## What the task asks
Across these entries, how many lines contain the word "Duration"? Answer with only the number.

## Supplied information
*** Begin section ***

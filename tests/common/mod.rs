#![allow(dead_code)]

use axum_test::TestServer;
use chrono::{Duration, Utc};
use jsonwebtoken::{EncodingKey, Header, encode};
use sqlx::SqlitePool;
use std::sync::Arc;
use wip_server::core::{AppState, Claims};

pub const TEST_SECRET: &str = "test-secret-shared-with-the-identity-provider";

/// AppState for tests, every email domain allowed
pub fn create_test_state(pool: SqlitePool) -> Arc<AppState> {
    Arc::new(AppState::new(pool, TEST_SECRET.to_string()))
}

/// AppState that only admits the given email domains
pub fn create_test_state_with_domains(pool: SqlitePool, domains: &[&str]) -> Arc<AppState> {
    Arc::new(
        AppState::new(pool, TEST_SECRET.to_string())
            .with_allowed_domains(domains.iter().map(|d| d.to_string()).collect()),
    )
}

pub fn create_test_server(state: Arc<AppState>) -> TestServer {
    let app = wip_server::create_router(state);
    TestServer::new(app).expect("Failed to create test server")
}

/// Signs a session token the way the identity provider does
///
/// # Arguments
/// * `sub` - Provider id of the user
/// * `email` - Email of the user
/// * `name` - Display name, if the provider knows it
/// * `valid_for` - Offset of the expiry from now; negative for an expired token
pub fn create_test_jwt_with_expiry(
    sub: &str,
    email: &str,
    name: Option<&str>,
    valid_for: Duration,
) -> String {
    let now = Utc::now();
    let claims = Claims {
        sub: sub.to_string(),
        email: email.to_string(),
        name: name.map(str::to_string),
        picture: None,
        exp: (now + valid_for).timestamp() as usize,
        iat: now.timestamp() as usize,
    };

    encode(
        &Header::default(),
        &claims,
        &EncodingKey::from_secret(TEST_SECRET.as_bytes()),
    )
    .expect("Failed to create JWT token")
}

pub fn create_test_jwt(sub: &str, email: &str, name: Option<&str>) -> String {
    create_test_jwt_with_expiry(sub, email, name, Duration::hours(24))
}

/// Token for one of the users in `fixtures/users.sql`, e.g. `token_for("alice")`
pub fn token_for(first_name: &str) -> String {
    let lower = first_name.to_lowercase();
    let mut display = lower.clone();
    if let Some(first) = display.get_mut(0..1) {
        first.make_ascii_uppercase();
    }
    create_test_jwt(
        &format!("user-{lower}"),
        &format!("{lower}@example.com"),
        Some(&display),
    )
}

*** End section ***

## Result of this exercise
3